//! 4.E Protocol Selector.

use gproxy_common::{Engine, Provider};

const IMAGES_PATH: &str = "/v1/images/generations";
const IMAGES_PATH_LEGACY: &str = "/uni/v1/images/generations";

/// Selects the wire-protocol engine for one candidate, applying spec.md
/// §4.E's rules in order (first match wins, override dominates inference).
/// Also reports whether streaming must be forced off (rule 1, dalle).
pub fn select_engine(provider: &Provider, upstream_model_id: &str, endpoint: Option<&str>) -> (Engine, bool) {
    if matches!(endpoint, Some(IMAGES_PATH) | Some(IMAGES_PATH_LEGACY)) {
        return (Engine::Dalle, true);
    }

    if let Some(engine) = provider.engine {
        return (engine, false);
    }

    let host = url_host(&provider.base_url);
    let path = url_path(&provider.base_url);

    if host.as_deref() == Some("generativelanguage.googleapis.com") {
        return (Engine::Gemini, false);
    }

    if host.as_deref() == Some("aiplatform.googleapis.com") {
        let engine = if upstream_model_id.contains("claude") {
            Engine::VertexClaude
        } else if upstream_model_id.contains("gemini") {
            Engine::VertexGemini
        } else {
            Engine::Vertex
        };
        return (engine, false);
    }

    if host.as_deref() == Some("api.anthropic.com") || path.ends_with("/v1/messages") {
        return (Engine::Claude, false);
    }

    if host.as_deref() == Some("openrouter.ai") {
        return (Engine::Openrouter, false);
    }

    let has_known_family = ["claude", "gpt", "gemini"]
        .iter()
        .any(|family| upstream_model_id.contains(family));
    if !has_known_family {
        return (Engine::Openrouter, false);
    }

    (Engine::Gpt, false)
}

fn url_host(url: &str) -> Option<String> {
    let without_scheme = url.split_once("://").map(|(_, rest)| rest).unwrap_or(url);
    let host_and_port = without_scheme.split('/').next().unwrap_or("");
    host_and_port
        .split_once(':')
        .map(|(host, _)| host)
        .or(Some(host_and_port))
        .filter(|h| !h.is_empty())
        .map(str::to_string)
}

fn url_path(url: &str) -> String {
    let without_scheme = url.split_once("://").map(|(_, rest)| rest).unwrap_or(url);
    match without_scheme.find('/') {
        Some(idx) => without_scheme[idx..].to_string(),
        None => String::new(),
    }
}

#[cfg(test)]
mod tests {
    use super::*;
    use gproxy_common::ApiKeyCredential;
    use std::collections::BTreeMap;

    fn provider(base_url: &str, engine: Option<Engine>) -> Provider {
        Provider {
            provider: "p".to_string(),
            base_url: base_url.to_string(),
            api_key: ApiKeyCredential::Single("k".to_string()),
            model: BTreeMap::new(),
            engine,
            extra: Default::default(),
        }
    }

    #[test]
    fn images_endpoint_always_forces_dalle_and_nonstream() {
        let p = provider("https://api.openai.com/v1", None);
        assert_eq!(
            select_engine(&p, "dall-e-3", Some(IMAGES_PATH)),
            (Engine::Dalle, true)
        );
        assert_eq!(
            select_engine(&p, "dall-e-3", Some(IMAGES_PATH_LEGACY)),
            (Engine::Dalle, true)
        );
    }

    #[test]
    fn explicit_engine_override_dominates_inference() {
        let p = provider("https://api.anthropic.com", Some(Engine::Openrouter));
        assert_eq!(
            select_engine(&p, "claude-3", None),
            (Engine::Openrouter, false)
        );
    }

    #[test]
    fn gemini_host_infers_gemini_engine() {
        let p = provider("https://generativelanguage.googleapis.com/v1beta", None);
        assert_eq!(select_engine(&p, "gemini-pro", None), (Engine::Gemini, false));
    }

    #[test]
    fn vertex_host_splits_by_model_family() {
        let p = provider("https://aiplatform.googleapis.com", None);
        assert_eq!(
            select_engine(&p, "claude-3-sonnet", None),
            (Engine::VertexClaude, false)
        );
        assert_eq!(
            select_engine(&p, "gemini-1.5-pro", None),
            (Engine::VertexGemini, false)
        );
        assert_eq!(select_engine(&p, "some-other", None), (Engine::Vertex, false));
    }

    #[test]
    fn anthropic_host_or_messages_path_infers_claude() {
        let p = provider("https://api.anthropic.com", None);
        assert_eq!(select_engine(&p, "claude-3", None), (Engine::Claude, false));
        let p2 = provider("https://my-proxy.example.com/v1/messages", None);
        assert_eq!(select_engine(&p2, "claude-3", None), (Engine::Claude, false));
    }

    #[test]
    fn unknown_model_family_falls_back_to_openrouter() {
        let p = provider("https://api.example.com/v1", None);
        assert_eq!(
            select_engine(&p, "mistral-large", None),
            (Engine::Openrouter, false)
        );
    }

    #[test]
    fn default_is_gpt() {
        let p = provider("https://api.openai.com/v1", None);
        assert_eq!(select_engine(&p, "gpt-4-0613", None), (Engine::Gpt, false));
    }
}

### Brief:
Write out the records once more, precisely as they stand.

### Finished exercise:
//! 4.E Protocol Selector.

use gproxy_common::{Engine, Provider};

const IMAGES_PATH: &str = "/v1/images/generations";
const IMAGES_PATH_LEGACY: &str = "/uni/v1/images/generations";

/// Selects the wire-protocol engine for one candidate, applying spec.md
/// §4.E's rules in order (first match wins, override dominates inference).
/// Also reports whether streaming must be forced off (rule 1, dalle).
pub fn select_engine(provider: &Provider, upstream_model_id: &str, endpoint: Option<&str>) -> (Engine, bool) {
    if matches!(endpoint, Some(IMAGES_PATH) | Some(IMAGES_PATH_LEGACY)) {
        return (Engine::Dalle, true);
    }

    if let Some(engine) = provider.engine {
        return (engine, false);
    }

    let host = url_host(&provider.base_url);
    let path = url_path(&provider.base_url);

    if host.as_deref() == Some("generativelanguage.googleapis.com") {
        return (Engine::Gemini, false);
    }

    if host.as_deref() == Some("aiplatform.googleapis.com") {
        let engine = if upstream_model_id.contains("claude") {
            Engine::VertexClaude
        } else if upstream_model_id.contains("gemini") {
            Engine::VertexGemini
        } else {
            Engine::Vertex
        };
        return (engine, false);
    }

    if host.as_deref() == Some("api.anthropic.com") || path.ends_with("/v1/messages") {
        return (Engine::Claude, false);
    }

    if host.as_deref() == Some("openrouter.ai") {
        return (Engine::Openrouter, false);
    }

    let has_known_family = ["claude", "gpt", "gemini"]
        .iter()
        .any(|family| upstream_model_id.contains(family));
    if !has_known_family {
        return (Engine::Openrouter, false);
    }

    (Engine::Gpt, false)
}

fn url_host(url: &str) -> Option<String> {
    let without_scheme = url.split_once("://").map(|(_, rest)| rest).unwrap_or(url);
    let host_and_port = without_scheme.split('/').next().unwrap_or("");
    host_and_port
        .split_once(':')
        .map(|(host, _)| host)
        .or(Some(host_and_port))
        .filter(|h| !h.is_empty())
        .map(str::to_string)
}

fn url_path(url: &str) -> String {
    let without_scheme = url.split_once("://").map(|(_, rest)| rest).unwrap_or(url);
    match without_scheme.find('/') {
        Some(idx) => without_scheme[idx..].to_string(),
        None => String::new(),
    }
}

#[cfg(test)]
mod tests {
    use super::*;
    use gproxy_common::ApiKeyCredential;
    use std::collections::BTreeMap;

    fn provider(base_url: &str, engine: Option<Engine>) -> Provider {
        Provider {
            provider: "p".to_string(),
            base_url: base_url.to_string(),
            api_key: ApiKeyCredential::Single("k".to_string()),
            model: BTreeMap::new(),
            engine,
            extra: Default::default(),
        }
    }

    #[test]
    fn images_endpoint_always_forces_dalle_and_nonstream() {
        let p = provider("https://api.openai.com/v1", None);
        assert_eq!(
            select_engine(&p, "dall-e-3", Some(IMAGES_PATH)),
            (Engine::Dalle, true)
        );
        assert_eq!(
            select_engine(&p, "dall-e-3", Some(IMAGES_PATH_LEGACY)),
            (Engine::Dalle, true)
        );
    }

    #[test]
    fn explicit_engine_override_dominates_inference() {
        let p = provider("https://api.anthropic.com", Some(Engine::Openrouter));
        assert_eq!(
            select_engine(&p, "claude-3", None),
            (Engine::Openrouter, false)
        );
    }

    #[test]
    fn gemini_host_infers_gemini_engine() {
        let p = provider("https://generativelanguage.googleapis.com/v1beta", None);
        assert_eq!(select_engine(&p, "gemini-pro", None), (Engine::Gemini, false));
    }

    #[test]
    fn vertex_host_splits_by_model_family() {
        let p = provider("https://aiplatform.googleapis.com", None);
        assert_eq!(
            select_engine(&p, "claude-3-sonnet", None),
            (Engine::VertexClaude, false)
        );
        assert_eq!(
            select_engine(&p, "gemini-1.5-pro", None),
            (Engine::VertexGemini, false)
        );
        assert_eq!(select_engine(&p, "some-other", None), (Engine::Vertex, false));
    }

    #[test]
    fn anthropic_host_or_messages_path_infers_claude() {
        let p = provider("https://api.anthropic.com", None);
        assert_eq!(select_engine(&p, "claude-3", None), (Engine::Claude, false));
        let p2 = provider("https://my-proxy.example.com/v1/messages", None);
        assert_eq!(select_engine(&p2, "claude-3", None), (Engine::Claude, false));
    }

    #[test]
    fn unknown_model_family_falls_back_to_openrouter() {
        let p = provider("https://api.example.com/v1", None);
        assert_eq!(
            select_engine(&p, "mistral-large", None),
            (Engine::Openrouter, false)
        );
    }

    #[test]
    fn default_is_gpt() {
        let p = provider("https://api.openai.com/v1", None);
        assert_eq!(select_engine(&p, "gpt-4-0613", None), (Engine::Gpt, false));
    }
}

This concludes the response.